Patrick Harran

Prof. Patrick Harran, a UCLA professor, had his AAAS Fellow nomination rescinded over the death of his Indian American lab research assistant in 2009. (ucla.edu photo)

LOS ANGELES — The American Association for the Advancement of Science voted Dec. 22 to rescind UCLA Professor Patrick Harran’s nomination to be a Fellow, the Daily Bruin reported.

The association rescinded his nomination after learning the Los Angeles District Attorney filed felony charges in 2011 against Harran, a chemistry and biochemistry professor, for labor code violations that led to the death of one of his lab technicians.

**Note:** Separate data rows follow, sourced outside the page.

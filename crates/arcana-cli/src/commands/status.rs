//! Status command handler

use std::path::PathBuf;
use std::time::Duration;

use anyhow::{Context, Result};
use tokio::time::timeout;

use arcana_core::{ArcanaClient, Config, ConnectionState};

use crate::output::{Output, OutputFormat};

/// Show connection and sync status
pub async fn show(config_path: Option<&PathBuf>, output: &Output) -> Result<()> {
    let config =
        Config::load_with_cli_override(config_path).context("Failed to load configuration")?;
    let client = ArcanaClient::connect(config.client_config());

    let mut state_rx = client.subscribe_state();
    let connected = matches!(
        timeout(
            Duration::from_secs(5),
            state_rx.wait_for(|s| *s == ConnectionState::Connected),
        )
        .await,
        Ok(Ok(_))
    );

    let state = client.connection_state();
    let sync = client.sync_state();

    match output.format {
        OutputFormat::Json => {
            println!(
                "{}",
                serde_json::json!({
                    "endpoint": config.endpoint_url,
                    "client_id": client.client_id(),
                    "connection": state,
                    "sync": sync,
                })
            );
        }
        OutputFormat::Quiet => {
            println!("{}", state_label(state));
        }
        OutputFormat::Human => {
            println!("Arcana Status");
            println!("=============");
            println!();
            println!("Endpoint:   {}", config.endpoint_url);
            println!("Client ID:  {}", client.client_id());
            println!("Connection: {}", state_label(state));
            if !connected {
                println!();
                println!("Could not reach the backend. Check the endpoint URL with:");
                println!("  arcana config show");
            }
        }
    }

    client.shutdown();
    Ok(())
}

fn state_label(state: ConnectionState) -> &'static str {
    match state {
        ConnectionState::Connecting => "connecting",
        ConnectionState::Connected => "connected",
        ConnectionState::Disconnected => "disconnected",
    }
}
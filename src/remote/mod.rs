//! Remote store contract
//!
//! The synchronizer only talks to a [`RemoteStore`]. Backends:
//! - `MemoryStore` - in-process, with scripted failures for tests
//! - `SqliteStore` - single-file database
//! - `RestStore` - PostgREST-style HTTP table
//!
//! Every backend must keep [`StoreError::NotFound`] distinct from
//! connectivity failures: the first seeds a fresh account, the second is
//! retried.

pub mod memory;
pub mod rest;
pub mod sqlite;

use async_trait::async_trait;

use crate::error::StoreError;
use crate::models::AccountRecord;

pub use memory::MemoryStore;
pub use rest::RestStore;
pub use sqlite::SqliteStore;

#[async_trait]
pub trait RemoteStore: Send + Sync {
    /// Fetch the full record for an account.
    async fn get(&self, account: &str) -> Result<AccountRecord, StoreError>;

    /// Overwrite the record for an account. Last writer wins.
    async fn update(&self, account: &str, record: &AccountRecord) -> Result<(), StoreError>;

    /// Create the record for a new account. Fails with `Duplicate` if one exists.
    async fn insert(&self, account: &str, record: &AccountRecord) -> Result<(), StoreError>;

    async fn delete(&self, account: &str) -> Result<(), StoreError>;
}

Sheharbano “Sheri” Sangji, an Indian American research assistant, died in 2009 after using chemical t-butyl lithium, a highly flammable substance, in Harran’s lab without proper safety equipment. Sangji suffered second- and third-degree burns and died in the hospital 18 days later from the injuries she sustained.

In the criminal investigation that followed, the California Division of Occupational Safety and Health determined that Sangji lacked proper safety training and equipment. Sangji’s case was the first official criminal case to involve a laboratory accident.

Sangji’s family wrote to the AAAS Council Dec. 9 to demand the council to withdraw Harran’s nomination, alleging Harran’s misconduct caused the death of their daughter.

In a Dec. 14 statement, AAAS officials said they would reevaluate his nomination after committee members decided not enough of Harran’s information was reviewed.

Harran accepted responsibility for Sangji’s death in a settlement six years after the accident. As part of the settlement, Harran completed 800 hours of community service and paid a fine of $10,000.

As reported by India-West, Harran, who was charged with four felony counts of safety violations in the 2009 fire in his lab that resulted in the death of Sangji, avoided jail time in a plea bargaining deal with prosecutors.

Harran and UCLA contended that her death was a tragic accident, not a crime.

The district attorney originally charged the regents of the University of California and Harran with violating the state labor code in December 2011.

In July 2012, the district attorney agreed to dismiss all charges against the University of California, after the regents agreed to “acknowledge and accept responsibility for the conditions under which the laboratory was operated.”

The university also paid a $70,000 fine, set up a scholarship fund in Sangji’s name, tightened safety training and standards in the lab and developed a hazard-assessment tool that labs must update annually or whenever conditions change.